Popping corn and weighing to figure mass of water

  • Pop your popcorn in the microwave, following the directions on the package.
  • Carefully remove it from the microwave and cut a small opening at the center top of the package to allow the steam to escape. The steam will be very hot so use caution when cutting into the package. You should be able to see the ripples the steam makes in the neighboring air as it escapes. Do not allow any popcorn to leave the paper bag.
  • Allow the package to cool.
  • Then hang the package from your hook as you did before. Locate the position of the bottom of the hook relative to the ruler scale. Record this as "Popped popcorn hook position".
  • Remove package of popcorn from the hook and replace it with your Ziploc bag.
  • As you did before, add nickels, pennies, and pieces of Al foil to the plastic bag until the hook position matches the "Popped popcorn hook position".
  • Remove the Ziploc bag from the hook, count the nickels, pennies, and Al foil pieces and record these numbers.

Counting By Weighing

When we want to "measure out" a quantity of something that exists as small particles, we often use its weight or mass instead of counting out individual pieces. We do this when we buy nuts in bulk, when we use chocolate chips in a cookie recipe, when we cook rice or beans, and when we perform numerous other tasks.
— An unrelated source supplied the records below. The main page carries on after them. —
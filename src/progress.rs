//! A progress bar over simulated days.
//!
//! Only one progress bar can be active at a time; the bar is a process-wide resource owned by
//! the `progress_bar` crate. Without the `progress_bar` feature, [`DayProgress`] does nothing.
//!
//! ```ignore
//! let progress = DayProgress::new(iterations);
//! for _ in 0..iterations {
//!     simulation.step_day(&mut rng);
//!     progress.increment();
//! }
//! progress.finish();
//! ```

use log::trace;
#[cfg(feature = "progress_bar")]
use progress_bar::{
    finalize_progress_bar, inc_progress_bar, init_progress_bar, set_progress_bar_action, Color,
    Style,
};

/// Handle to the day progress bar.
#[derive(Debug)]
pub struct DayProgress {
    days: usize,
}

impl DayProgress {
    /// Initializes the progress bar with the number of days to simulate.
    #[must_use]
    pub fn new(days: usize) -> Self {
        trace!("initializing day progress bar with {} days", days);
        #[cfg(feature = "progress_bar")]
        {
            init_progress_bar(days);
            set_progress_bar_action("Days", Color::Blue, Style::Bold);
        }
        DayProgress { days }
    }

    /// Advances the bar by one day.
    #[allow(clippy::unused_self)]
    pub fn increment(&self) {
        #[cfg(feature = "progress_bar")]
        inc_progress_bar();
    }

    /// Finalizes the bar.
    pub fn finish(self) {
        trace!("finishing day progress bar after {} days", self.days);
        #[cfg(feature = "progress_bar")]
        finalize_progress_bar();
    }
}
Chemists do this when we "measure out" quantities of atoms or molecules. In this activity, you will examine the concept of counting by weighing, using grains of rice to simulate atoms and molecules.

Report sheet link

Procedure for counting by weighing


Obtain about 1/2 Cup of uncooked grains of regular (not instant) rice. You can also use dried beans, dried peas, whole grains of wheat, marbles, screws, nails, pins, or anything in place of the rice grains. Use your weighing device from the popcorn experiment.

  • Place 10 nickels in your Ziploc bag and hang the bag from the hook.
  • Read the position of the bottom of the hook. Record this as "Hook position for 10 nickels".
  • Remove the Ziploc bag from the hook, and empty it. Hang the empty Ziploc bag back on the hook.
  • Add the rice grains, marbles, (objects) until the hook position matches the "Hook position for 10 nickels".
  • Remove the plastic bag from the hook and count the grains of rice in the bag. Record this as "Number of objects = 10 nickels".

1. Calculate the mass of 10 nickels. A nickel has a mass of 5.0 g

2. Calculate the mass of the rice (whatever objects) you had in your plastic bag.

3. Calculate the mass in grams of 1 grain of rice (object).

4. Calculate the number of grains of rice (objects) in one pound or 454 g of rice (objects).